Il est probable que lorsqu’une bactérie attaque la matière organique et s’en nourrit, elle n’éprouve aucune espèce de remords. A-t-on jamais vu des termites se repentir d’avoir détruit l’architecture d’un beau monument ? La mante religieuse mange dévotement son époux pendant l’acte de copulation. Il est des mères lapines qui dévorent leurs petits nouveaux-nés avec une tranquille assurance. L’abeille arrache impitoyablement les nymphes à leur berceau lorsque l’hiver s’annonce. Le loup de La Fontaine était d’une politesse excessive ; et, vraiment, il fit trop d’honneur à l’agneau en disputant avec lui avant de le croquer. On n’a jamais soupçonné qu’un hôte de la jungle – pas plus d’ailleurs qu’un animal domestique – ait souffert d’avoir « fait à autrui ce qu’il ne voudrait pas qu’on lui fit » ; ainsi, il apparaît que le remords semble être un sentiment tout à fait inconnu à nos frères dits inférieurs. Comment donc se comporte le frère « supérieur » ? Voltaire écrit : « Locke apporte l’exemple des sauvages qui tuent et qui mangent leur prochain sans aucun remords de conscience, et des soldats chrétiens bien élevés qui, dans une ville prise d’assaut, pillent, égorgent, violent, non seulement sans remords, mais avec un plaisir charmant, avec honneur et gloire, aux applaudissements de tous leurs camarades. Il est très sûr que dans les massacres de la Saint-Barthélemy, et dans les autodafés, dans les saints actes de foi de l’Inquisition, nulle conscience de meurtrier ne se reprocha jamais d’avoir massacré hommes, femmes, enfants ; d’avoir fait crier, évanouir, mourir dans les tortures des malheureux qui n’avaient commis d’autres crimes que de faire la pâque différemment des inquisiteurs. » Et, plus loin : « Un petit sauvage qui aura faim, et à qui son père aura donné un morceau d’un autre sauvage à manger, en demandera autant le lendemain, sans s’imaginer qu’il ne faut pas traiter son prochain autrement qu’on ne voudrait être traité soi-même. » (Dict. Phi., article : Conscience.)

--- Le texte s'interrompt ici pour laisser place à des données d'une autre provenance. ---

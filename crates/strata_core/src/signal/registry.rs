//! # Signal Registry
//!
//! Maps channel types to their [`Signal`]s.
//!
//! A channel is a zero-sized marker type implementing [`Channel`]; its
//! associated `Event` fixes the payload shape. The registry is shared
//! (`Arc<SignalRegistry>`) so loader threads can queue deferred events.

use std::any::{Any, TypeId};
use std::collections::HashMap;
use std::sync::Arc;

use parking_lot::RwLock;

use super::signal::{Signal, SubscriptionId};
use crate::error::{EcsError, EcsResult};

/// A typed signal channel.
///
/// # Example
///
/// ```rust
/// use strata_core::signal::{Channel, SignalRegistry};
///
/// struct ScoreChanged;
/// impl Channel for ScoreChanged {
///     type Event = u32;
///     const NAME: &'static str = "score-changed";
/// }
///
/// let signals = SignalRegistry::new();
/// signals.subscribe::<ScoreChanged, _>(|score| assert_eq!(*score, 10)).unwrap();
/// assert!(signals.dispatch::<ScoreChanged>(&10));
/// ```
pub trait Channel: 'static {
    /// Payload carried by the channel.
    type Event: Send + 'static;
    /// Name used in diagnostics.
    const NAME: &'static str;
}

/// Handle for a registry subscription.
#[derive(Clone, Copy, Debug, PartialEq, Eq, Hash)]
pub struct Subscription {
    channel: TypeId,
    channel_name: &'static str,
    id: SubscriptionId,
}

impl Subscription {
    /// Name of the channel subscribed to.
    #[must_use]
    pub const fn channel_name(&self) -> &'static str {
        self.channel_name
    }

    /// Handle within the channel's signal.
    #[must_use]
    pub const fn id(&self) -> SubscriptionId {
        self.id
    }
}

/// Channel-independent operations used for bulk maintenance.
trait ErasedSignal: Send + Sync {
    fn name(&self) -> &'static str;
    fn drain_deferred(&self) -> usize;
    fn clear(&self);
    fn listener_count(&self) -> usize;
    fn unsubscribe(&self, id: SubscriptionId) -> bool;
    fn as_any(&self) -> &dyn Any;
}

impl<E: Send + 'static> ErasedSignal for Arc<Signal<E>> {
    fn name(&self) -> &'static str {
        Signal::name(self)
    }

    fn drain_deferred(&self) -> usize {
        Signal::drain_deferred(self)
    }

    fn clear(&self) {
        self.unsubscribe_all();
        self.clear_deferred();
    }

    fn listener_count(&self) -> usize {
        Signal::listener_count(self)
    }

    fn unsubscribe(&self, id: SubscriptionId) -> bool {
        Signal::unsubscribe(self, id)
    }

    fn as_any(&self) -> &dyn Any {
        self
    }
}

#[derive(Default)]
struct Channels {
    signals: HashMap<TypeId, Arc<dyn ErasedSignal>>,
    /// Registration order, so bulk drains are deterministic.
    order: Vec<TypeId>,
    sealed: bool,
}

/// Thread-safe table of signals keyed by channel type.
#[derive(Default)]
pub struct SignalRegistry {
    channels: RwLock<Channels>,
}

impl std::fmt::Debug for SignalRegistry {
    fn fmt(&self, f: &mut std::fmt::Formatter<'_>) -> std::fmt::Result {
        let channels = self.channels.read();
        let names: Vec<_> = channels
            .order
            .iter()
            .filter_map(|key| channels.signals.get(key).map(|s| s.name()))
            .collect();
        f.debug_struct("SignalRegistry")
            .field("channels", &names)
            .field("sealed", &channels.sealed)
            .finish()
    }
}

impl SignalRegistry {
    /// Creates an empty registry.
    #[must_use]
    pub fn new() -> Self {
        Self::default()
    }

    /// Registers channel `C`, returning its signal. Idempotent.
    ///
    /// # Errors
    ///
    /// Returns [`EcsError::RegistrySealed`] if `C` is new and the registry
    /// is sealed.
    pub fn register<C: Channel>(&self) -> EcsResult<Arc<Signal<C::Event>>> {
        if let Some(signal) = self.signal::<C>() {
            return Ok(signal);
        }

        let mut channels = self.channels.write();
        // Another thread may have registered between the locks.
        if let Some(existing) = Self::lookup::<C>(&channels) {
            return Ok(existing);
        }
        if channels.sealed {
            return Err(EcsError::RegistrySealed);
        }

        let signal = Arc::new(Signal::new(C::NAME));
        channels
            .signals
            .insert(TypeId::of::<C>(), Arc::new(Arc::clone(&signal)));
        channels.order.push(TypeId::of::<C>());
        tracing::debug!(channel = C::NAME, "registered signal channel");
        Ok(signal)
    }

    /// Signal of channel `C`, if registered.
    #[must_use]
    pub fn signal<C: Channel>(&self) -> Option<Arc<Signal<C::Event>>> {
        Self::lookup::<C>(&self.channels.read())
    }

    fn lookup<C: Channel>(channels: &Channels) -> Option<Arc<Signal<C::Event>>> {
        channels
            .signals
            .get(&TypeId::of::<C>())?
            .as_any()
            .downcast_ref::<Arc<Signal<C::Event>>>()
            .cloned()
    }

    /// Whether channel `C` is registered.
    #[must_use]
    pub fn is_registered<C: Channel>(&self) -> bool {
        self.channels.read().signals.contains_key(&TypeId::of::<C>())
    }

    /// Subscribes to channel `C`, registering it if needed.
    ///
    /// # Errors
    ///
    /// Returns [`EcsError::RegistrySealed`] if `C` is new and the registry
    /// is sealed.
    pub fn subscribe<C, F>(&self, callback: F) -> EcsResult<Subscription>
    where
        C: Channel,
        F: Fn(&C::Event) + Send + Sync + 'static,
    {
        let id = self.register::<C>()?.subscribe(callback);
        Ok(Subscription {
            channel: TypeId::of::<C>(),
            channel_name: C::NAME,
            id,
        })
    }

    /// Removes a subscription. Returns `false` if it was already gone.
    pub fn unsubscribe(&self, subscription: &Subscription) -> bool {
        self.channels
            .read()
            .signals
            .get(&subscription.channel)
            .is_some_and(|signal| signal.unsubscribe(subscription.id))
    }

    /// Dispatches `event` on channel `C` immediately. Returns `false` if
    /// the channel is not registered.
    pub fn dispatch<C: Channel>(&self, event: &C::Event) -> bool {
        // Clone the signal out so listeners can use the registry.
        match self.signal::<C>() {
            Some(signal) => {
                signal.dispatch(event);
                true
            }
            None => false,
        }
    }

    /// Queues `event` on channel `C` for the next drain.
    pub fn dispatch_deferred<C: Channel>(&self, event: C::Event) -> bool {
        match self.signal::<C>() {
            Some(signal) => {
                signal.dispatch_deferred(event);
                true
            }
            None => false,
        }
    }

    /// Drains the deferred queue of every channel, in registration order.
    /// Returns the number of events dispatched.
    pub fn drain_deferred(&self) -> usize {
        // Release the lock before dispatching so listeners can register.
        let signals: Vec<Arc<dyn ErasedSignal>> = {
            let channels = self.channels.read();
            channels
                .order
                .iter()
                .filter_map(|key| channels.signals.get(key).cloned())
                .collect()
        };
        signals.iter().map(|signal| signal.drain_deferred()).sum()
    }

    /// Removes channel `C` and all of its listeners.
    pub fn unregister<C: Channel>(&self) -> bool {
        let mut channels = self.channels.write();
        let key = TypeId::of::<C>();
        channels.order.retain(|k| *k != key);
        channels.signals.remove(&key).is_some()
    }

    /// Drops every listener and queued event, keeping the channels.
    pub fn clear_listeners(&self) {
        for signal in self.channels.read().signals.values() {
            signal.clear();
        }
    }

    /// Stops accepting new channels.
    pub fn seal(&self) {
        self.channels.write().sealed = true;
    }

    /// Whether the registry is sealed.
    #[must_use]
    pub fn is_sealed(&self) -> bool {
        self.channels.read().sealed
    }

    /// Number of registered channels.
    #[must_use]
    pub fn channel_count(&self) -> usize {
        self.channels.read().signals.len()
    }

    /// Total listeners across all channels.
    #[must_use]
    pub fn listener_count(&self) -> usize {
        self.channels
            .read()
            .signals
            .values()
            .map(|s| s.listener_count())
            .sum()
    }
}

Pourtant, si le remords doit se manifester parfois, n’est-ce pas dans le crime ? Et cependant l’histoire ne nous a transmis que quelques noms de criminels torturés par le remords. Caïn appartient à la légende biblique. À côté d’un Charles IX, combien de monstres qui ont nom : Néron, Constantin Ier, Borgia, Napoléon ! Sans compter ces messieurs de l’internationale sanglante des armements. Est-ce que l’homme de « la mobilisation n’est pas la guerre » ne riait pas dans ses cimetières ? L’assassin qui vit ses derniers moments est-il assailli par le remords ? S’il a le sommeil léger, c’est surtout par peur de ce qui le menace. Mais le souverain qui, par le droit de grâce, tient la vie du misérable entre ses mains n’a nul remords de l’envoyer sous le couperet. Et, cependant, il y a crime égal. « Faut-il tuer pour empêcher qu’il y ait des méchants ? C’est en faire deux au lieu d’un. » (Pascal.) Ainsi, nous pouvons conclure avec Voltaire « que nous n’avons point d’autre conscience que celle qui nous est inspirée par le temps, par l’exemple, par notre tempérament, par nos réflexions. L’homme n’est né avec aucun principe, mais avec la faculté de les recevoir tous ». Le remords est le produit de cette chose toute artificielle : la conscience (voir ce mot). C’est ainsi que le souverain qui aura froidement envoyé à l’échafaud ou à la chaise électrique un pauvre bougre victime des lois pourra éprouver du remords s’il se laisse entraîner, par exemple, à manger de la viande le vendredi. Mme de Sévigné écrivait : « Vous savez comme je hais les remords ; ce m’eût été un dragon perpétuel que de n’avoir point rendu les derniers devoirs à ma pauvre tante. » Quelles puérilités ! C’est que nous touchons ici au domaine de la morale. Il y aura remords dès qu’on aura enfreint la règle. Encore faudra-t-il qu’on soit lésé dans ses intérêts, sinon on se sentira très facilement le cœur à l’aise. « Le remords s’endort durant un destin prospère et s’aigrit dans l’adversité », écrit J.-J. Rousseau dans ses Confessions.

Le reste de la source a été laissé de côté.